> **Problem details**
Please copy, exactly as they appear below, the lines from the one containing "the per-request deadline." through the one containing "for (key, value)".

> **Dataset content**
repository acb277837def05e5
//! Colored terminal output for answers and retrieved contexts.

use std::io::{self, Write};

use chrono::Utc;
use owo_colors::OwoColorize;
use serde_json::json;

use crate::knowledge::{KnowledgeNode, SourceError};
use crate::orchestrator::Answer;

/// Get current timestamp in the same format as tracing.
fn timestamp() -> String {
    Utc::now().format("%Y-%m-%dT%H:%M:%S%.6fZ").to_string()
}

/// Truncate a string to at most `max_chars` characters, adding ellipsis if truncated.
#[must_use]
pub fn truncate(s: &str, max_chars: usize, raw_mode: bool) -> String {
    if raw_mode || s.chars().count() <= max_chars {
        return s.to_string();
    }
    if max_chars <= 3 {
        return "...".to_string();
    }
    let kept: String = s.chars().take(max_chars - 3).collect();
    format!("{kept}...")
}

/// Render an optional score, `N/A` when the source gave none.
#[must_use]
pub fn format_score(score: Option<f64>) -> String {
    score.map_or_else(|| "N/A".to_string(), |s| format!("{s:.4}"))
}

/// Print the generated answer.
pub fn print_answer(answer: &Answer) {
    println!(
        "{} {} {}",
        timestamp().dimmed(),
        "[ANSWER]".green().bold(),
        answer.query.cyan()
    );
    println!("{}", answer.answer);
    let _ = io::stdout().flush();
}

/// Print retrieved contexts as numbered blocks.
pub fn print_contexts(nodes: &[KnowledgeNode], raw_mode: bool) {
    if nodes.is_empty() {
        println!("{}", "No context retrieved.".dimmed());
        return;
    }
    for (i, node) in nodes.iter().enumerate() {
        println!(
            "{} {}",
            format!("Context {} (Score: {})", i + 1, format_score(node.score))
                .blue()
                .bold(),
            format!("[{}]", node.source_name).dimmed()
        );
        println!("{}", truncate(&node.text, 500, raw_mode));
    }
    let _ = io::stdout().flush();
}

/// Print sources that failed during retrieval.
pub fn print_failures(failures: &[SourceError]) {
    for failure in failures {
        eprintln!(
            "{} {} {} {}",
            timestamp().dimmed(),
            "[SOURCE]".yellow().bold(),
            failure.source_name.yellow(),
            failure.cause.to_string().dimmed()
        );
    }
}

/// Print a fatal error.
pub fn print_error(message: &str) {
    eprintln!(
        "{} {} {}",
        timestamp().dimmed(),
        "[ERROR]".red().bold(),
        message.red()
    );
}

fn failures_json(failures: &[SourceError]) -> serde_json::Value {
    failures
        .iter()
        .map(|f| {
            json!({
                "source": f.source_name,
                "kind": format!("{:?}", f.kind()),
                "error": f.cause.to_string(),
            })
        })
        .collect()
}

/// JSON form of a retrieval result.
#[must_use]
pub fn retrieval_json(
    query: &str,
    nodes: &[KnowledgeNode],
    failures: &[SourceError],
) -> serde_json::Value {
    json!({
        "query": query,
        "nodes": nodes,
        "failures": failures_json(failures),
    })
}

/// JSON form of an answer.
#[must_use]
pub fn answer_json(answer: &Answer) -> serde_json::Value {
    json!({
        "query_id": answer.query_id.to_string(),
        "query": answer.query,
        "answer": answer.answer,
        "context": answer.context,
        "nodes": answer.nodes,
        "failures": failures_json(&answer.failures),
    })
}
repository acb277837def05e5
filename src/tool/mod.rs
//! Tool process plumbing: spawning, the stdio wire protocol, and a
//! reference server implementation.
//!
//! # Protocol
//!
//! Communication uses JSON-line format over the child's stdin/stdout:
//! - Client writes one request object + newline
//! - Tool writes one response object + newline, echoing the request id
//!
//! # Example
//!
//! ```no_run
//! use std::collections::BTreeMap;
//! use std::time::Duration;
//!
//! use noencode_rag::tool::{ToolCommand, ToolProcess, ToolTransport};
//!
//! # async fn example() -> Result<(), Box<dyn std::error::Error>> {
//! let mut process = ToolProcess::start(&ToolCommand::new("python3").arg("server.py"))?;
//! let (stdin, stdout) = process.take_stdio()?;
//! let transport = ToolTransport::new(stdin, stdout);
//!
//! let params = BTreeMap::from([("query".to_string(), "What is MCP?".to_string())]);
//! let response = transport
//!     .send_request("KnowledgeTool", params, Duration::from_secs(10))
//!     .await?;
//! println!("{:?}", response.outcome);
//! # Ok(())
//! # }
//! ```

mod process;
mod server;
mod transport;
mod types;

pub use process::*;
pub use server::*;
pub use transport::*;
pub use types::*;
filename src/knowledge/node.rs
//! Normalized retrieval results.

use std::cmp::Ordering;

use serde::{Deserialize, Serialize};
use serde_json::Value;

/// A single knowledge snippet with optional score and its origin.
#[derive(Debug, Clone, PartialEq, Serialize, Deserialize)]
pub struct KnowledgeNode {
    /// Snippet text.
    pub text: String,
    /// Ordering key; higher is more relevant. `None` when the tool does not rank.
    #[serde(default, skip_serializing_if = "Option::is_none")]
    pub score: Option<f64>,
    /// Name of the knowledge source that produced this node.
    pub source_name: String,
}

/// A result item that is neither a string, a `[score, text]` pair, nor a
/// `{text, score?}` object.
#[derive(thiserror::Error, Debug, Clone, PartialEq)]
#[error("unsupported result item at index {index}: {item}")]
pub struct InvalidItem {
    pub index: usize,
    pub item: String,
}

impl KnowledgeNode {
    /// Node from a tool that does not rank its results.
    #[must_use]
    pub fn unscored(text: impl Into<String>, source_name: impl Into<String>) -> Self {
        Self {
            text: text.into(),
            score: None,
            source_name: source_name.into(),
        }
    }

    /// Node with an explicit score.
    #[must_use]
    pub fn scored(score: f64, text: impl Into<String>, source_name: impl Into<String>) -> Self {
        Self {
            text: text.into(),
            score: Some(score),
            source_name: source_name.into(),
        }
    }

    /// Order by descending score, unscored nodes last.
    ///
    /// Equal scores (and two unscored nodes) compare equal, so a stable sort
    /// keeps their original order.
    #[must_use]
    pub fn relevance_order(&self, other: &Self) -> Ordering {
        match (self.score, other.score) {
            (Some(a), Some(b)) => b.total_cmp(&a),
            (Some(_), None) => Ordering::Less,
            (None, Some(_)) => Ordering::Greater,
            (None, None) => Ordering::Equal,
        }
    }
}

/// Turn a tool's raw result items into nodes attributed to `source_name`.
///
/// Accepted shapes per item:
/// - `"text"`: unscored
/// - `[score, "text"]`: scored
/// - `{"text": "...", "score": n}`: scored when `score` is present
///
/// # Errors
///
/// Returns [`InvalidItem`] for the first item in any other shape.
pub fn normalize_items(
    source_name: &str,
    items: Vec<Value>,
) -> Result<Vec<KnowledgeNode>, InvalidItem> {
    items
        .into_iter()
        .enumerate()
        .map(|(index, item)| {
            normalize_item(source_name, item).map_err(|item| InvalidItem {
                index,
                item: item.to_string(),
            })
        })
        .collect()
}

fn normalize_item(source_name: &str, item: Value) -> Result<KnowledgeNode, Value> {
    match item {
        Value::String(text) => Ok(KnowledgeNode::unscored(text, source_name)),
        Value::Array(pair) => {
            let parsed = match pair.as_slice() {
                [Value::Number(score), Value::String(text)] => {
                    score.as_f64().map(|score| (score, text.clone()))
                }
                _ => None,
            };
            match parsed {
                Some((score, text)) => Ok(KnowledgeNode::scored(score, text, source_name)),
                None => Err(Value::Array(pair)),
            }
        }
        Value::Object(map) => {
            let text = map.get("text").and_then(Value::as_str).map(str::to_owned);
            let score = match map.get("score") {
                None | Some(Value::Null) => Some(None),
                Some(value) => value.as_f64().map(Some),
            };
            match (text, score) {
                (Some(text), Some(score)) => Ok(KnowledgeNode {
                    text,
                    score,
                    source_name: source_name.to_string(),
                }),
                _ => Err(Value::Object(map)),
            }
        }
        other => Err(other),
    }
}
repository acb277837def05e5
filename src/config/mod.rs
//! Configuration module.

mod loader;
mod types;

pub use loader::*;
pub use types::*;
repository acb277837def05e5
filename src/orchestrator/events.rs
//! Retrieval lifecycle events and observers.
//!
//! The store and orchestrator report progress through an injected
//! [`RetrievalObserver`] instead of writing to shared state, so a UI, a log,
//! or a test can watch a query without the core knowing which.

use std::time::Duration;

use uuid::Uuid;

/// A step in answering one query.
#[derive(Debug, Clone, PartialEq)]
pub enum RetrievalEvent {
    /// The orchestrator accepted a new query.
    QueryStarted { query_id: Uuid, query: String },
    /// A source was asked for snippets.
    RequestSent { source: String, query: String },
    /// A source answered.
    ResponseReceived {
        source: String,
        nodes: usize,
        elapsed: Duration,
    },
    /// A source failed; the rest of the retrieval continues.
    SourceFailed { source: String, error: String },
    /// All sources finished and results were merged.
    RetrievalFinished { nodes: usize, failed: usize },
    /// The prompt was handed to the generator.
    GenerationStarted { query_id: Uuid, prompt_chars: usize },
    /// The answer is ready for the caller.
    AnswerReady { query_id: Uuid, nodes: usize },
    /// A newer query replaced this one before it finished.
    QuerySuperseded { query_id: Uuid },
}

/// Receives lifecycle events. Must not block.
pub trait RetrievalObserver: Send + Sync {
    fn on_event(&self, event: &RetrievalEvent);
}

impl<F> RetrievalObserver for F
where
    F: Fn(&RetrievalEvent) + Send + Sync,
{
    fn on_event(&self, event: &RetrievalEvent) {
        self(event);
    }
}

/// Observer that writes every event to the log.
#[derive(Debug, Clone, Copy, Default)]
pub struct TracingObserver;

impl RetrievalObserver for TracingObserver {
    fn on_event(&self, event: &RetrievalEvent) {
        match event {
            RetrievalEvent::QueryStarted { query_id, query } => {
                tracing::info!(%query_id, query = %query, "Query started");
            }
            RetrievalEvent::RequestSent { source, query } => {
                tracing::debug!(source = %source, query = %query, "Request sent");
            }
            RetrievalEvent::ResponseReceived {
                source,
                nodes,
                elapsed,
            } => {
                tracing::debug!(source = %source, nodes, ?elapsed, "Response received");
            }
            RetrievalEvent::SourceFailed { source, error } => {
                tracing::warn!(source = %source, error = %error, "Knowledge source failed");
            }
            RetrievalEvent::RetrievalFinished { nodes, failed } => {
                tracing::info!(nodes, failed, "Retrieval finished");
            }
            RetrievalEvent::GenerationStarted {
                query_id,
                prompt_chars,
            } => {
                tracing::info!(%query_id, prompt_chars, "Generating answer");
            }
            RetrievalEvent::AnswerReady { query_id, nodes } => {
                tracing::info!(%query_id, nodes, "Answer ready");
            }
            RetrievalEvent::QuerySuperseded { query_id } => {
                tracing::info!(%query_id, "Query superseded");
            }
        }
    }
}

#[cfg(test)]
mod tests {
    use std::sync::{Arc, Mutex};

    use super::*;

    #[test]
    fn closures_are_observers() {
        let seen = Arc::new(Mutex::new(Vec::new()));
        let sink = Arc::clone(&seen);
        let observer = move |event: &RetrievalEvent| sink.lock().unwrap().push(event.clone());

        observer.on_event(&RetrievalEvent::RetrievalFinished {
            nodes: 2,
            failed: 0,
        });

        assert_eq!(
            seen.lock().unwrap().as_slice(),
            [RetrievalEvent::RetrievalFinished {
                nodes: 2,
                failed: 0
            }]
        );
    }

    #[test]
    fn tracing_observer_accepts_every_event() {
        let id = Uuid::new_v4();
        let events = [
            RetrievalEvent::QueryStarted {
                query_id: id,
                query: "q".into(),
            },
            RetrievalEvent::SourceFailed {
                source: "s".into(),
                error: "e".into(),
            },
            RetrievalEvent::QuerySuperseded { query_id: id },
        ];
        for event in &events {
            TracingObserver.on_event(event);
        }
    }
}
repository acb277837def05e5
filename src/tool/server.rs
//! Reference tool server speaking the stdio wire protocol.
//!
//! Used by the `echo-tool` subcommand and by tests as a stand-in for a
//! third-party knowledge tool.

use std::collections::{BTreeMap, HashMap};
use std::sync::Arc;

use serde_json::Value;
use tokio::io::{AsyncBufReadExt, AsyncRead, AsyncWrite, AsyncWriteExt, BufReader};

use super::types::{ToolRequest, ToolResponse, CALL_TOOL_METHOD};

/// Handler for one named tool: arguments in, result items or error message out.
pub type ToolHandler =
    Arc<dyn Fn(&BTreeMap<String, String>) -> Result<Vec<Value>, String> + Send + Sync>;

/// Errors that stop a server loop.
#[derive(thiserror::Error, Debug)]
pub enum ServerError {
    #[error("I/O error: {0}")]
    Io(#[from] std::io::Error),
    #[error("Failed to serialize response: {0}")]
    Serialize(#[from] serde_json::Error),
}

/// Dispatches `call_tool` requests to registered handlers.
#[derive(Clone, Default)]
pub struct ToolServer {
    tools: HashMap<String, ToolHandler>,
}

impl std::fmt::Debug for ToolServer {
    fn fmt(&self, f: &mut std::fmt::Formatter<'_>) -> std::fmt::Result {
        f.debug_struct("ToolServer")
            .field("tools", &self.tool_names())
            .finish()
    }
}

impl ToolServer {
    /// Create a server with no tools.
    #[must_use]
    pub fn new() -> Self {
        Self::default()
    }

    /// Register a tool handler under `name`.
    #[must_use]
    pub fn with_tool<F>(mut self, name: impl Into<String>, handler: F) -> Self
    where
        F: Fn(&BTreeMap<String, String>) -> Result<Vec<Value>, String> + Send + Sync + 'static,
    {
        self.tools.insert(name.into(), Arc::new(handler));
        self
    }

    /// A server with one tool that echoes `prefix + query` back.
    ///
    /// With a `score`, the single item is emitted as a `[score, text]` pair.
    #[must_use]
    pub fn echo(
        tool_name: impl Into<String>,
        query_param: impl Into<String>,
        prefix: impl Into<String>,
        score: Option<f64>,
    ) -> Self {
        let query_param = query_param.into();
        let prefix = prefix.into();
        Self::new().with_tool(tool_name, move |args| {
            let query = args
                .get(&query_param)
                .ok_or_else(|| format!("missing argument: {query_param}"))?;
            let text = format!("{prefix}{query}");
            Ok(vec![match score {
                Some(score) => serde_json::json!([score, text]),
                None => Value::String(text),
            }])
        })
    }

    /// Names of the registered tools, sorted.
    #[must_use]
    pub fn tool_names(&self) -> Vec<&str> {
        let mut names: Vec<&str> = self.tools.keys().map(String::as_str).collect();
        names.sort_unstable();
        names
    }

    /// Answer one request line.
    ///
    /// Returns `None` when no id can be recovered, since there is nothing to
    /// correlate an error response with.
    #[must_use]
    pub fn handle_line(&self, line: &str) -> Option<ToolResponse> {
        let request = match ToolRequest::decode(line) {
            Ok(request) => request,
            Err(err) => {
                tracing::warn!(error = %err, "Malformed request line");
                return err.id.map(|id| ToolResponse::failure(id, err.reason));
            }
        };

        tracing::debug!(id = %request.id, tool = %request.tool(), "Received tool request");

        if request.method != CALL_TOOL_METHOD {
            return Some(ToolResponse::failure(
                request.id,
                format!("unknown method: {}", request.method),
            ));
        }

        let response = match self.tools.get(request.tool()) {
            Some(handler) => match handler(request.params()) {
                Ok(items) => ToolResponse::success(request.id, items),
                Err(message) => ToolResponse::failure(request.id, message),
            },
            None => ToolResponse::failure(request.id, format!("unknown tool: {}", request.tool())),
        };
        Some(response)
    }

    /// Serve requests from `input`, writing responses to `output`, until EOF.
    ///
    /// # Errors
    ///
    /// Returns an error if reading or writing fails.
    pub async fn serve<R, W>(&self, input: R, mut output: W) -> Result<(), ServerError>
    where
        R: AsyncRead + Unpin,
        W: AsyncWrite + Unpin,
    {
        let mut lines = BufReader::new(input).lines();

        while let Some(line) = lines.next_line().await? {
            if line.trim().is_empty() {
                continue;
            }
            if let Some(response) = self.handle_line(&line) {
                output.write_all(response.encode_line()?.as_bytes()).await?;
                output.flush().await?;
            }
        }

        tracing::debug!("Tool server input closed");
        Ok(())
    }
}

#[cfg(test)]
mod tests {
    use super::*;
    use crate::tool::{RequestId, ToolOutcome};

    fn request_line(id: u64, tool: &str, query: &str) -> String {
        ToolRequest::call(
            RequestId(id),
            tool,
            BTreeMap::from([("query".to_string(), query.to_string())]),
        )
        .encode_line()
        .unwrap()
    }

    #[test]
    fn echo_tool_answers_with_prefix() {
        let server = ToolServer::echo("KnowledgeTool", "query", "Echo: ", None);
        let response = server
            .handle_line(&request_line(1, "KnowledgeTool", "hello"))
            .unwrap();

        assert_eq!(response.id, RequestId(1));
        assert_eq!(
            response.outcome,
            ToolOutcome::Success(vec![Value::String("Echo: hello".to_string())])
        );
    }

    #[test]
    fn echo_tool_with_score_emits_pair() {
        let server = ToolServer::echo("KnowledgeTool", "query", "", Some(0.5));
        let response = server
            .handle_line(&request_line(2, "KnowledgeTool", "x"))
            .unwrap();

        assert_eq!(
            response.outcome,
            ToolOutcome::Success(vec![serde_json::json!([0.5, "x"])])
        );
    }

    #[test]
    fn unknown_tool_is_error_response() {
        let server = ToolServer::echo("KnowledgeTool", "query", "", None);
        let response = server.handle_line(&request_line(3, "Other", "x")).unwrap();

        assert_eq!(
            response.outcome,
            ToolOutcome::Failure("unknown tool: Other".to_string())
        );
    }

    #[test]
    fn missing_argument_is_error_response() {
        let server = ToolServer::echo("KnowledgeTool", "question", "", None);
        let response = server
            .handle_line(&request_line(4, "KnowledgeTool", "x"))
            .unwrap();

        assert_eq!(
            response.outcome,
            ToolOutcome::Failure("missing argument: question".to_string())
        );
    }

    #[test]
    fn unreadable_line_gets_no_response() {
        let server = ToolServer::new();
        assert!(server.handle_line("{{{").is_none());
        assert!(server.handle_line(r#"{"id": 9}"#).is_some());
    }

    #[tokio::test]
    async fn serve_until_eof() {
        let server = ToolServer::echo("KnowledgeTool", "query", "Echo: ", None);
        let input = format!(
            "{}\n{}",
            request_line(1, "KnowledgeTool", "a"),
            request_line(2, "KnowledgeTool", "b")
        );
        let mut output = Vec::new();

        server.serve(input.as_bytes(), &mut output).await.unwrap();

        let lines: Vec<ToolResponse> = String::from_utf8(output)
            .unwrap()
            .lines()
            .map(|l| ToolResponse::decode(l).unwrap())
            .collect();
        assert_eq!(lines.len(), 2);
        assert_eq!(lines[1].id, RequestId(2));
    }
}
//! Configuration types.

use std::collections::BTreeMap;
use std::path::PathBuf;
use std::time::Duration;

use serde::{Deserialize, Serialize};

use crate::tool::ToolCommand;

/// Generator provider kind.
#[derive(Debug, Clone, Serialize, Deserialize, Default, PartialEq)]
#[serde(rename_all = "lowercase")]
pub enum ProviderKind {
    #[default]
    Gemini,
    Claude,
}

/// Configuration for the answer generator.
#[derive(Debug, Clone, Serialize, Deserialize)]
pub struct AiConfig {
    /// Provider to use (gemini or claude).
    #[serde(default)]
    pub provider: ProviderKind,
    /// Model used to generate answers.
    #[serde(default = "default_model")]
    pub model: String,
    /// Maximum tokens in response.
    #[serde(default = "default_max_tokens")]
    pub max_tokens: u32,
    /// Base URL for the API.
    #[serde(default = "default_base_url")]
    pub base_url: String,
    /// Environment variable name for the API key.
    #[serde(default = "default_api_key_env")]
    pub api_key_env: String,
}

fn default_model() -> String {
    "gemini-2.0-flash".to_string()
}

fn default_max_tokens() -> u32 {
    1024
}

fn default_base_url() -> String {
    "https://generativelanguage.googleapis.com/v1beta".to_string()
}

fn default_api_key_env() -> String {
    "GEMINI_API_KEY".to_string()
}

impl Default for AiConfig {
    fn default() -> Self {
        Self {
            provider: ProviderKind::default(),
            model: default_model(),
            max_tokens: default_max_tokens(),
            base_url: default_base_url(),
            api_key_env: default_api_key_env(),
        }
    }
}

/// How to launch and query one knowledge tool.
#[derive(Debug, Clone, Serialize, Deserialize, PartialEq)]
pub struct KnowledgeSourceConfig {
    /// Name used to attribute nodes and errors.
    pub name: String,
    /// Executable to launch.
    pub command: String,
    /// Arguments, in order.
    #[serde(default)]
    pub args: Vec<String>,
    /// Tool to invoke on the remote side.
    pub tool_name: String,
    /// Argument key the query text is passed under.
    #[serde(default = "default_query_param_name")]
    pub query_param_name: String,
    /// Deadline for a single tool request, written as `timeout_ms`.
    #[serde(
        rename = "timeout_ms",
        default = "default_request_timeout",
        with = "millis"
    )]
    pub timeout: Duration,
    /// Extra environment variables for the tool process.
    #[serde(default)]
    pub env: BTreeMap<String, String>,
    /// Working directory for the tool process.
    #[serde(default)]
    pub working_dir: Option<PathBuf>,
}

fn default_query_param_name() -> String {
    "query".to_string()
}

fn default_request_timeout() -> Duration {
    Duration::from_secs(30)
}

/// `Duration` as whole milliseconds in config files.
mod millis {
    use std::time::Duration;

    use serde::{Deserialize, Deserializer, Serializer};

    pub fn serialize<S: Serializer>(value: &Duration, serializer: S) -> Result<S::Ok, S::Error> {
        serializer.serialize_u64(u64::try_from(value.as_millis()).unwrap_or(u64::MAX))
    }

    pub fn deserialize<'de, D: Deserializer<'de>>(deserializer: D) -> Result<Duration, D::Error> {
        u64::deserialize(deserializer).map(Duration::from_millis)
    }
}

impl KnowledgeSourceConfig {
    /// Create a source config with default timeout and environment.
    #[must_use]
    pub fn new(
        name: impl Into<String>,
        command: impl Into<String>,
        args: Vec<String>,
        tool_name: impl Into<String>,
        query_param_name: impl Into<String>,
    ) -> Self {
        Self {
            name: name.into(),
            command: command.into(),
            args,
            tool_name: tool_name.into(),
            query_param_name: query_param_name.into(),
            timeout: default_request_timeout(),
            env: BTreeMap::new(),
            working_dir: None,
        }
    }

    /// Set the per-request deadline.
    #[must_use]
    pub fn with_timeout(mut self, timeout: Duration) -> Self {
        self.timeout = timeout;
        self
    }

    /// Deadline for a single tool request.
    #[must_use]
    pub fn request_timeout(&self) -> Duration {
        self.timeout
    }

    /// Launch description for the tool process.
    #[must_use]
    pub fn to_command(&self) -> ToolCommand {
        let mut command = ToolCommand::new(&self.command).args(self.args.iter().cloned());
        for (key, value) in &self.env {
            command = command.env(key, value);
        }
        if let Some(dir) = &self.working_dir {
            command = command.working_dir(dir);
        }
        command
    }
}

/// Retrieval and context assembly settings.
#[derive(Debug, Clone, Serialize, Deserialize)]
pub struct RetrievalConfig {
    /// Keep only the first `top_k` nodes after merging.
    #[serde(default)]
    pub top_k: Option<usize>,
    /// Upper bound on each source's share of a fan-out, in seconds.
    #[serde(default = "default_source_timeout_secs")]
    pub source_timeout_secs: u64,
    /// Separator placed between node texts in the context.
    #[serde(default = "default_separator")]
    pub separator: String,
}

fn default_source_timeout_secs() -> u64 {
    30
}

fn default_separator() -> String {
    crate::ai::DEFAULT_CONTEXT_SEPARATOR.to_string()
}

impl RetrievalConfig {
    /// Per-source bound on the fan-out.
    #[must_use]
    pub fn source_timeout(&self) -> Duration {
        Duration::from_secs(self.source_timeout_secs)
    }
}

impl Default for RetrievalConfig {
    fn default() -> Self {
        Self {
            top_k: None,
            source_timeout_secs: default_source_timeout_secs(),
            separator: default_separator(),
        }
    }
}

/// Top-level configuration file.
#[derive(Debug, Clone, Serialize, Deserialize, Default)]
pub struct AppConfig {
    #[serde(default)]
    pub sources: Vec<KnowledgeSourceConfig>,
    #[serde(default)]
    pub retrieval: RetrievalConfig,
    #[serde(default)]
    pub ai: AiConfig,
}
//! Knowledge retrieval error types.

use crate::tool::{SpawnError, TransportError};

use super::InvalidItem;

/// Coarse classification of a source failure.
#[derive(Debug, Clone, Copy, PartialEq, Eq)]
pub enum ErrorKind {
    /// Malformed message or result.
    Protocol,
    /// No response within the deadline.
    Timeout,
    /// The tool process died or never started.
    SourceUnavailable,
    /// The tool answered with an error.
    Tool,
}

/// Underlying cause of a source failure.
#[derive(thiserror::Error, Debug)]
pub enum SourceFailure {
    #[error(transparent)]
    Transport(#[from] TransportError),

    #[error("failed to start tool: {0}")]
    Spawn(#[from] SpawnError),

    #[error("invalid tool result: {0}")]
    InvalidResult(#[from] InvalidItem),

    #[error("tool reported an error: {0}")]
    Tool(String),
}

impl SourceFailure {
    /// Classify this failure.
    #[must_use]
    pub fn kind(&self) -> ErrorKind {
        match self {
            Self::Transport(TransportError::Protocol(_)) | Self::InvalidResult(_) => {
                ErrorKind::Protocol
            }
            Self::Transport(TransportError::Timeout(_)) => ErrorKind::Timeout,
            Self::Transport(TransportError::SourceUnavailable(_)) | Self::Spawn(_) => {
                ErrorKind::SourceUnavailable
            }
            Self::Tool(_) => ErrorKind::Tool,
        }
    }
}

/// A knowledge source failed to answer a query.
#[derive(thiserror::Error, Debug)]
#[error("knowledge source '{source_name}' failed for query {query:?}: {cause}")]
pub struct SourceError {
    pub source_name: String,
    pub query: String,
    #[source]
    pub cause: SourceFailure,
}

impl SourceError {
    /// Attach source name and query to a failure.
    #[must_use]
    pub fn new(
        source_name: impl Into<String>,
        query: impl Into<String>,
        cause: impl Into<SourceFailure>,
    ) -> Self {
        Self {
            source_name: source_name.into(),
            query: query.into(),
            cause: cause.into(),
        }
    }

    /// Classify this failure.
    #[must_use]
    pub fn kind(&self) -> ErrorKind {
        self.cause.kind()
    }
}

/// Errors from a whole retrieval across all sources.
#[derive(thiserror::Error, Debug)]
pub enum RetrievalError {
    /// Every registered source failed.
    #[error("all {} knowledge sources failed for query {query:?}", .failures.len())]
    AllSourcesFailed {
        query: String,
        failures: Vec<SourceError>,
    },
}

> **Response area**
    /// Set the per-request deadline.
    #[must_use]
    pub fn with_timeout(mut self, timeout: Duration) -> Self {
        self.timeout = timeout;
        self
    }

    /// Deadline for a single tool request.
    #[must_use]
    pub fn request_timeout(&self) -> Duration {
        self.timeout
    }

    /// Launch description for the tool process.
    #[must_use]
    pub fn to_command(&self) -> ToolCommand {
        let mut command = ToolCommand::new(&self.command).args(self.args.iter().cloned());
        for (key, value) in &self.env {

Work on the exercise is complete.